Em situações determinadas como homicídio, a lei obriga o condenado a indenizar o pagamento das despesas com o tratamento da vítima, o funeral e o embolso de alimentos a quem o falecido devia.

Aspecto ético

O artigo número 9 do Código de Ética Odontológica prevê que um dos deveres do cirurgião-dentista é manter-se atualizado sobre os conhecimentos profissionais e técnicos necessários para exercer a profissão, assim como zelar pela saúde e dignidade do paciente. Portanto, mesmo que as emergências médicas em odontologia não sejam frequentes, elas devem ser consideradas e, portanto, cabe ao dentista buscar por capacitação para cumprir com o seu dever ético.

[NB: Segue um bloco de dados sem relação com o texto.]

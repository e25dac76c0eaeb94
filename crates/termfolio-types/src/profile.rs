//! Profile content presented by the built-in commands.
//!
//! All strings are plain text. Command handlers escape them before
//! wrapping them in markup, so a profile can never inject tags.

use serde::Deserialize;

/// The person (or project) the terminal describes.
#[derive(Debug, Clone, Deserialize)]
#[serde(default)]
pub struct Profile {
    pub name: String,
    pub headline: String,
    /// Short dimmed line under the headline.
    pub tagline: String,
    /// Places shown in the "Based in" line.
    pub locations: Vec<String>,
    /// Free-form summary lines.
    pub summary: Vec<String>,
    pub experience: Vec<TimelineEntry>,
    pub education: Vec<TimelineEntry>,
    pub skills: Vec<SkillGroup>,
    pub projects: Vec<Project>,
    pub contact: Vec<ContactLink>,
    pub neofetch: Neofetch,
}

/// One role or course in a timeline.
#[derive(Debug, Clone, Default, Deserialize)]
#[serde(default)]
pub struct TimelineEntry {
    pub role: String,
    pub organization: String,
    pub period: String,
    pub details: Vec<String>,
}

/// A labelled group of skill tags sharing one accent color.
#[derive(Debug, Clone, Default, Deserialize)]
#[serde(default)]
pub struct SkillGroup {
    pub label: String,
    /// CSS color used for the tag border and text.
    pub color: String,
    pub items: Vec<String>,
}

/// A project card.
#[derive(Debug, Clone, Default, Deserialize)]
#[serde(default)]
pub struct Project {
    pub name: String,
    /// Dimmed note after the name, e.g. "(this website)".
    pub note: Option<String>,
    pub description: String,
    pub stats: String,
    /// Style class for the stats line (`amber`, `green`, ...).
    pub stats_class: Option<String>,
}

/// A contact row with an optional link target.
#[derive(Debug, Clone, Default, Deserialize)]
#[serde(default)]
pub struct ContactLink {
    pub label: String,
    pub text: String,
    pub href: Option<String>,
}

/// Data for the system-summary view.
#[derive(Debug, Clone, Deserialize)]
#[serde(default)]
pub struct Neofetch {
    pub ascii: String,
    /// `(label, value)` rows.
    pub info: Vec<(String, String)>,
}

impl Default for Neofetch {
    fn default() -> Self {
        let ascii = [
            r"  _                      __       _ _       ",
            r" | |_ ___ _ __ _ __ ___ / _| ___ | (_) ___  ",
            r" | __/ _ \ '__| '_ ` _ \ |_ / _ \| | |/ _ \ ",
            r" | ||  __/ |  | | | | | |  _| (_) | | | (_) |",
            r"  \__\___|_|  |_| |_| |_|_|  \___/|_|_|\___/ ",
        ]
        .join("\n");
        let info = [
            ("OS", "TermfolioOS 1.0"),
            ("Host", "Somewhere on the internet"),
            ("Kernel", "Ship fast, keep it simple"),
            ("Shell", "termfolio"),
            ("Packages", "serde, toml, log, thiserror"),
            ("CPU", "Caffeine-powered"),
            ("Memory", "Several years of engineering"),
            ("Uptime", "Always shipping"),
        ]
        .into_iter()
        .map(|(l, v)| (l.to_string(), v.to_string()))
        .collect();
        Self { ascii, info }
    }
}

impl Default for Profile {
    fn default() -> Self {
        Self {
            name: "Alex Example".to_string(),
            headline: "Software Engineer".to_string(),
            tagline: "Builds small tools that do one thing well".to_string(),
            locations: vec!["Lisbon".to_string(), "Remote".to_string()],
            summary: vec![
                "I like shipping fast, building with care, and keeping things simple.".to_string(),
            ],
            experience: vec![
                TimelineEntry {
                    role: "Senior Engineer".to_string(),
                    organization: "Example Corp".to_string(),
                    period: "2022 - Present".to_string(),
                    details: vec![
                        "Led the platform rewrite".to_string(),
                        "Owned CI/CD and release tooling".to_string(),
                    ],
                },
                TimelineEntry {
                    role: "Software Engineer".to_string(),
                    organization: "Sample Labs".to_string(),
                    period: "2019 - 2022".to_string(),
                    details: vec!["Backend services and internal CLIs".to_string()],
                },
            ],
            education: vec![TimelineEntry {
                role: "B.Sc. Computer Science".to_string(),
                organization: "Example University".to_string(),
                period: "2015 - 2019".to_string(),
                details: Vec::new(),
            }],
            skills: vec![
                SkillGroup {
                    label: "Languages".to_string(),
                    color: "#67e8f9".to_string(),
                    items: vec!["Rust".to_string(), "Python".to_string(), "TypeScript".to_string()],
                },
                SkillGroup {
                    label: "Tools & Platforms".to_string(),
                    color: "#4ade80".to_string(),
                    items: vec!["Git".to_string(), "Linux".to_string(), "Docker".to_string()],
                },
                SkillGroup {
                    label: "Principles".to_string(),
                    color: "#ffb627".to_string(),
                    items: vec!["Clean Architecture".to_string(), "Ship Fast".to_string()],
                },
            ],
            projects: vec![
                Project {
                    name: "termfolio".to_string(),
                    note: Some("(this terminal)".to_string()),
                    description: "Interactive terminal portfolio".to_string(),
                    stats: "Configurable profile, scripted boot, tab completion".to_string(),
                    stats_class: Some("green".to_string()),
                },
                Project {
                    name: "logpipe".to_string(),
                    note: None,
                    description: "Structured log shipper".to_string(),
                    stats: "Used in production at Example Corp".to_string(),
                    stats_class: Some("amber".to_string()),
                },
            ],
            contact: vec![
                ContactLink {
                    label: "Email".to_string(),
                    text: "alex@example.com".to_string(),
                    href: Some("mailto:alex@example.com".to_string()),
                },
                ContactLink {
                    label: "GitHub".to_string(),
                    text: "github.com/example".to_string(),
                    href: Some("https://github.com/example".to_string()),
                },
            ],
            neofetch: Neofetch::default(),
        }
    }
}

O cirurgião-dentista deve conhecer os conceitos éticos da profissão e aplicá-los no seu dia a dia, com o objetivo de proteger o paciente e não fazer ações que possam culminar em processos criminais e civis.

Anamnese e histórico do paciente

Segundo o artigo Responsabilidade civil do cirurgião-dentista, grande parte das falhas em processos odontológicos tem raíz nos diagnósticos falhos, superficiais e incorretos. Portanto, o primeiro atendimento realizado com o paciente deve gerar uma anamnese completa, assim como um histórico bem levantado, para que o dentista possa estudar melhor os procedimentos que estejam alinhados com a saúde do cliente.

Para ajudar você, separamos algumas perguntas que devem estar na sua anamnese:

  • Você já sofreu alguma intervenção cirúrgica a nível hospitalar?
  • Já recebeu anestesia geral?
  • Faz uso regular de algum medicamento?
  • Faz algum tratamento médico atualmente ou já fez?
  • Apresenta alergia a algum medicamento?
  • Já sofreu algum tipo de mal-estar durante um tratamento odontológico?
  • Já recebeu transfusão de sangue?
  • A sua pressão é alta ou baixa?
  • Tem diabete ou alguém diabético em sua família?
  • Sofre de ansiedade, síndrome do pânico, depressão ou outra doença?
  • Faz uso de álcool, drogas ou fuma?
  • Possui alguma doença crônica?
  • Já passou por radioterapia ou quimioterapia?
  • Você já teve ou tem alguma das seguintes doenças: hepatite, hemofilia, HIV, reumatismo, doença renal, asma, doença cardiovascular, epilepsia, doença pulmonar ou DST?

Além disso, você pode aferir a pressão do paciente, assim como o oxigênio no sangue, para iniciar um tratamento mais seguro e com menos riscos. Afinal, quanto mais medidas preventivas são tomadas, mais simples será oferecer atendimento a pessoas que entram em emergência médica no consultório.